2. Wie man das Unternehmen bzw. das Vermögen vor hieraus entstehenden Risiken schützen kann

a. Je nach der Höhe des Unternehmenswertes kann der Pflichtteilsanspruch zu einer erheblichen Liquiditätsbelastung des Erben führen, da der Pflichtteilsanspruch einen sofort fälligen Geldanspruch gegen ihn begründet. Der Erbe wird ggf. ein Gesellschafterdarlehen aufnehmen müssen und damit dem Unternehmen Liquidität entziehen. Oder der Erbe nimmt ein Bankdarlehen auf; dafür benötigt er eine Sicherheit und könnte gezwungen sein, seine Unternehmensbeteiligung zu verpfänden. Sollte ein solcher Pflichtteilsanspruch im Raum stehen, ist es empfehlenswert, proaktiv tätig zu werden und diesen vorab zu berechnen, um grundsätzlich zu wissen, was auf die Erben zukommt und falls erforderlich, Liquiditätsreserven hierfür zu schaffen.

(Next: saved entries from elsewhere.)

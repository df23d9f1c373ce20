//! Pull requests on the code host

use super::run_command;
use crate::error::CommandError;
use std::path::Path;

/// A pull request to open
#[derive(Debug, Clone, PartialEq, Eq)]
pub struct PullRequest {
    pub title: String,
    pub body: String,
    /// Branch carrying the change
    pub head: String,
    /// Branch to merge into
    pub base: String,
}

/// What happened when a pull request was requested
#[derive(Debug, Clone, PartialEq, Eq)]
pub enum PullRequestOutcome {
    /// Opened; carries the URL
    Created(String),
    /// A pull request for the head branch is already open
    AlreadyExists,
}

pub trait CodeHost {
    fn create_pull_request(
        &self,
        repo: &Path,
        request: &PullRequest,
    ) -> Result<PullRequestOutcome, CommandError>;
}

/// Opens pull requests with `gh pr create`
#[derive(Debug, Default)]
pub struct GhPullRequests;

impl GhPullRequests {
    pub fn new() -> Self {
        Self
    }
}

fn is_already_exists(stderr: &str) -> bool {
    stderr.contains("already exists")
}

impl CodeHost for GhPullRequests {
    fn create_pull_request(
        &self,
        repo: &Path,
        request: &PullRequest,
    ) -> Result<PullRequestOutcome, CommandError> {
        let output = run_command(
            "gh",
            &[
                "pr",
                "create",
                "--title",
                &request.title,
                "--body",
                &request.body,
                "--head",
                &request.head,
                "--base",
                &request.base,
            ],
            repo,
        );
        if !output.success && is_already_exists(&output.stderr) {
            return Ok(PullRequestOutcome::AlreadyExists);
        }
        let output = output.into_result()?;
        Ok(PullRequestOutcome::Created(output.stdout.trim().to_string()))
    }
}
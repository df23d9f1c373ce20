//! Update planner: runs the skew detector over every edge of the registry

use super::{decide, Decision};
use crate::domain::{DependencyEdge, Lookup, SkippedEdge, UpdatePlan};
use crate::oracle::VersionOracle;
use crate::progress::EdgeProgress;
use crate::registry::RepoRegistry;
use std::collections::HashMap;

/// Result of one planning pass
#[derive(Debug, Clone, Default, PartialEq, Eq)]
pub struct PlanReport {
    /// Updates grouped by consumer
    pub plan: UpdatePlan,
    /// Number of dependency edges examined
    pub edges_checked: usize,
    /// Edges left out because a lookup did not resolve
    pub skipped: Vec<SkippedEdge>,
}

/// Builds update plans from the registry and the version oracle
pub struct UpdatePlanner<'a> {
    registry: &'a RepoRegistry,
    oracle: &'a VersionOracle,
    show_progress: bool,
}

impl<'a> UpdatePlanner<'a> {
    pub fn new(registry: &'a RepoRegistry, oracle: &'a VersionOracle) -> Self {
        Self {
            registry,
            oracle,
            show_progress: false,
        }
    }

    /// Show a progress bar while querying
    pub fn with_progress(mut self, show_progress: bool) -> Self {
        self.show_progress = show_progress;
        self
    }

    /// Queries every edge and collects the required updates.
    ///
    /// The latest release of each dependency is asked for once per pass.
    pub async fn plan(&self) -> PlanReport {
        let total: usize = self
            .registry
            .all_repositories()
            .iter()
            .map(|r| r.deps.len())
            .sum();

        let mut progress = EdgeProgress::new(self.show_progress, total);

        let mut latest_cache: HashMap<&str, Lookup> = HashMap::new();
        let mut edges = Vec::new();
        let mut skipped = Vec::new();
        let mut edges_checked = 0;

        for consumer in self.registry.all_repositories() {
            for dep_name in &consumer.deps {
                progress.checking(&consumer.name, dep_name);
                edges_checked += 1;

                // Registry construction guarantees every dependency is declared
                let Ok(dependency) = self.registry.get(dep_name) else {
                    progress.checked();
                    continue;
                };

                if !latest_cache.contains_key(dep_name.as_str()) {
                    let lookup = self.oracle.latest_version(dependency).await;
                    latest_cache.insert(dep_name.as_str(), lookup);
                }
                let latest = &latest_cache[dep_name.as_str()];
                let current = self.oracle.current_version(consumer, dependency);

                match decide(&current, latest) {
                    Decision::Update => {
                        if let (Some(current), Some(latest)) = (current.version(), latest.version())
                        {
                            edges.push(DependencyEdge::new(
                                &consumer.name,
                                &dependency.name,
                                &dependency.module,
                                current.clone(),
                                latest.clone(),
                            ));
                        }
                    }
                    Decision::UpToDate => {}
                    Decision::Undecidable(reason) => skipped.push(SkippedEdge {
                        consumer: consumer.name.clone(),
                        dependency: dependency.name.clone(),
                        reason,
                    }),
                }
                progress.checked();
            }
        }
        progress.finish();

        PlanReport {
            plan: UpdatePlan::from_edges(edges),
            edges_checked,
            skipped,
        }
    }
}
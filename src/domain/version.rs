//! Version strings and lookup outcomes

use chrono::{NaiveDateTime, TimeZone, Utc};
use serde::{Deserialize, Serialize};
use std::fmt;

/// A version string as pinned in a go.mod or published as a release tag.
///
/// Versions are opaque: the only structure recognized is the leading `v` and
/// whether the string carries a `-<suffix>` (a pseudo-version pinned to an
/// untagged commit, e.g. `v0.0.0-20251224004709-1f8c1de230b4`).
#[derive(Debug, Clone, PartialEq, Eq, Hash, Serialize, Deserialize)]
#[serde(transparent)]
pub struct Version(String);

impl Version {
    /// Creates a version from its raw string, trimming surrounding whitespace
    pub fn new(raw: impl Into<String>) -> Self {
        let raw = raw.into();
        Self(raw.trim().to_string())
    }

    /// Returns the raw string
    pub fn as_str(&self) -> &str {
        &self.0
    }

    /// Returns the version with a single leading `v` removed
    pub fn stripped(&self) -> &str {
        self.0.strip_prefix('v').unwrap_or(&self.0)
    }

    /// Returns true for pseudo-versions (any `-` followed by a suffix)
    pub fn is_pseudo(&self) -> bool {
        match self.stripped().split_once('-') {
            Some((_, suffix)) => !suffix.is_empty(),
            None => false,
        }
    }

    /// Returns true for tagged releases
    pub fn is_tagged(&self) -> bool {
        !self.is_pseudo()
    }

    /// Commit timestamp encoded in a Go pseudo-version, if present
    pub fn pseudo_timestamp(&self) -> Option<chrono::DateTime<Utc>> {
        if !self.is_pseudo() {
            return None;
        }
        // vX.Y.Z-[pre.]yyyymmddhhmmss-abcdefabcdef
        let mut parts = self.stripped().rsplit('-');
        let _hash = parts.next()?;
        let stamp = parts.next()?;
        let stamp = stamp.rsplit('.').next().unwrap_or(stamp);
        if stamp.len() != 14 || !stamp.bytes().all(|b| b.is_ascii_digit()) {
            return None;
        }
        let naive = NaiveDateTime::parse_from_str(stamp, "%Y%m%d%H%M%S").ok()?;
        Some(Utc.from_utc_datetime(&naive))
    }
}

impl fmt::Display for Version {
    fn fmt(&self, f: &mut fmt::Formatter<'_>) -> fmt::Result {
        write!(f, "{}", self.0)
    }
}

impl From<&str> for Version {
    fn from(raw: &str) -> Self {
        Version::new(raw)
    }
}

/// Outcome of a version lookup.
///
/// Lookups never fail the run: an unresolved lookup only removes the edge it
/// belongs to from consideration.
#[derive(Debug, Clone, PartialEq, Eq)]
pub enum Lookup {
    /// The version is known
    Resolved(Version),
    /// The lookup was attempted but the external service or file could not be reached
    Unreachable(String),
    /// There is nothing to find (no release published, no manifest entry)
    NotConfigured(String),
}

impl Lookup {
    /// Returns the resolved version, if any
    pub fn version(&self) -> Option<&Version> {
        match self {
            Lookup::Resolved(v) => Some(v),
            _ => None,
        }
    }

    /// Returns true if the lookup produced a version
    pub fn is_resolved(&self) -> bool {
        matches!(self, Lookup::Resolved(_))
    }

    /// Human-readable reason for an unresolved lookup
    pub fn reason(&self) -> Option<&str> {
        match self {
            Lookup::Resolved(_) => None,
            Lookup::Unreachable(reason) | Lookup::NotConfigured(reason) => Some(reason),
        }
    }
}
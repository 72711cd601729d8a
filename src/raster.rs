//! Raster backend on a tiny-skia pixmap.

use image::RgbaImage;
use tiny_skia::{
    ColorU8, FillRule, FilterQuality, IntSize, Paint, Path, Pixmap, PixmapPaint, Rect, Stroke, Transform,
};

use crate::error::{Error, Result};
use crate::gradient::FillStyle;
use crate::surface::Surface;

/// An anti-aliased RGBA raster surface.
pub struct RasterSurface {
    pixmap: Pixmap,
}

impl RasterSurface {
    /// Allocates a transparent `size` x `size` surface.
    pub fn new(size: u32) -> Result<Self> {
        let pixmap = Pixmap::new(size, size).ok_or(Error::Surface { width: size, height: size })?;
        Ok(Self { pixmap })
    }

    /// Converts to a straight-alpha `image` buffer.
    pub fn into_image(self) -> RgbaImage {
        let (width, height) = (self.pixmap.width(), self.pixmap.height());
        let data = self
            .pixmap
            .pixels()
            .iter()
            .flat_map(|p| {
                let c = p.demultiply();
                [c.red(), c.green(), c.blue(), c.alpha()]
            })
            .collect();
        // The buffer length is width * height * 4 by construction.
        RgbaImage::from_raw(width, height, data).unwrap_or_else(|| RgbaImage::new(width, height))
    }

    fn paint(style: &FillStyle) -> Option<Paint<'static>> {
        let shader = style.to_shader()?;
        Some(Paint { shader, anti_alias: true, ..Paint::default() })
    }
}

impl Surface for RasterSurface {
    fn size(&self) -> u32 {
        self.pixmap.width()
    }

    fn is_vector(&self) -> bool {
        false
    }

    fn fill_path(&mut self, path: &Path, style: &FillStyle, transform: Transform) {
        let Some(paint) = Self::paint(style) else {
            return;
        };
        // Map the geometry, not the shader: gradients are laid out in symbol space.
        let Some(path) = path.clone().transform(transform) else {
            return;
        };
        self.pixmap.fill_path(&path, &paint, FillRule::Winding, Transform::identity(), None);
    }

    fn stroke_path(&mut self, path: &Path, style: &FillStyle, stroke: &Stroke, transform: Transform) {
        if stroke.width <= 0.0 {
            return;
        }
        let Some(paint) = Self::paint(style) else {
            return;
        };
        self.pixmap.stroke_path(path, &paint, stroke, transform, None);
    }

    fn draw_image(&mut self, image: &RgbaImage, rect: Rect) {
        let Some(source) = to_pixmap(image) else {
            return;
        };
        let sx = rect.width() / source.width() as f32;
        let sy = rect.height() / source.height() as f32;
        let paint = PixmapPaint { quality: FilterQuality::Bicubic, ..PixmapPaint::default() };
        let transform = Transform::from_row(sx, 0.0, 0.0, sy, rect.x(), rect.y());
        self.pixmap.draw_pixmap(0, 0, source.as_ref(), &paint, transform, None);
    }
}

/// Premultiplies an `image` buffer into a pixmap.
fn to_pixmap(image: &RgbaImage) -> Option<Pixmap> {
    let size = IntSize::from_wh(image.width(), image.height())?;
    let data = image
        .pixels()
        .flat_map(|p| {
            let [r, g, b, a] = p.0;
            let c = ColorU8::from_rgba(r, g, b, a).premultiply();
            [c.red(), c.green(), c.blue(), c.alpha()]
        })
        .collect();
    Pixmap::from_vec(data, size)
}

#[cfg(test)]
mod tests {
    use super::*;
    use crate::color::Rgba;
    use tiny_skia::PathBuilder;

    #[test]
    fn zero_size_is_an_error() {
        assert!(matches!(RasterSurface::new(0), Err(Error::Surface { .. })));
    }

    #[test]
    fn fills_pixel_aligned_rect_exactly() {
        let mut surface = RasterSurface::new(20).unwrap();
        let rect = PathBuilder::from_rect(Rect::from_xywh(5.0, 5.0, 10.0, 10.0).unwrap());
        surface.fill_path(&rect, &FillStyle::Solid(Rgba::rgb(255, 0, 0)), Transform::identity());
        let image = surface.into_image();
        assert_eq!(image.get_pixel(5, 5).0, [255, 0, 0, 255]);
        assert_eq!(image.get_pixel(14, 14).0, [255, 0, 0, 255]);
        assert_eq!(image.get_pixel(4, 5).0, [0, 0, 0, 0]);
        assert_eq!(image.get_pixel(15, 15).0, [0, 0, 0, 0]);
    }

    #[test]
    fn draws_scaled_image() {
        let mut surface = RasterSurface::new(20).unwrap();
        let logo = RgbaImage::from_pixel(2, 2, image::Rgba([0, 0, 255, 255]));
        surface.draw_image(&logo, Rect::from_xywh(0.0, 0.0, 10.0, 10.0).unwrap());
        let image = surface.into_image();
        let [r, _, b, a] = image.get_pixel(5, 5).0;
        assert!(r < 8 && b > 240 && a > 240);
        assert_eq!(image.get_pixel(15, 15).0[3], 0);
    }
}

b. Eine andere Möglichkeit besteht darin, bereits zu Lebzeiten mit dem potentiellen Pflichtteilsberechtigten eine Vereinbarung über seinen zukünftigen Pflichtteilsanspruch zu treffen. Sie können gegen Zuwendung eines Vermögensgegenstandes, etwa von Immobilien, Wertpapierdepots oder eines Geldbetrages einen Verzicht mit diesem vereinbaren (Pflichtteilsverzichtsvertrag, § 2346 BGB). Diese Vereinbarung bedarf der notariellen Beurkundung und kann nur mit einem Volljährigen geschlossen werden (kein Pflichtteilsverzicht für Minderjährige).

c. Eine Vorsorge bzgl. eines Ehegattenpflichtteils kann durch Regelungen im Gesellschaftsvertrag getroffen werden, wie z.B. die Verpflichtung der Gesellschafter zu Eheverträgen mit Pflichtteilsverzicht und entsprechenden Ausschlussklauseln aus der Gesellschaft im Falle des Verstoßes hiergegen.

d. Schließlich kann eine Stiftung einen Pflichtteilsverzicht vermeiden. Hat der Erblasser seine Unternehmensbeteiligung mehr als 10 Jahre vor dem Erbfall auf eine Stiftung übertragen, ist die Unternehmensbeteiligung nicht mehr im Nachlass vorhanden und findet bei der Berechnung des Pflichtteils auch keine Berücksichtigung mehr. Dabei kann die Stiftung individuell gestaltet werden.

Es ist im Sinne aller Beteiligten, sowohl der Erben als auch der Pflichtteilsberechtigten und vor allem Ihres Unternehmens, bzw. Ihres Vermögens, über diese Eventualitäten zumindest nachzudenken und falls erforderlich, frühzeitig Regelungen zum Umgang damit zu treffen.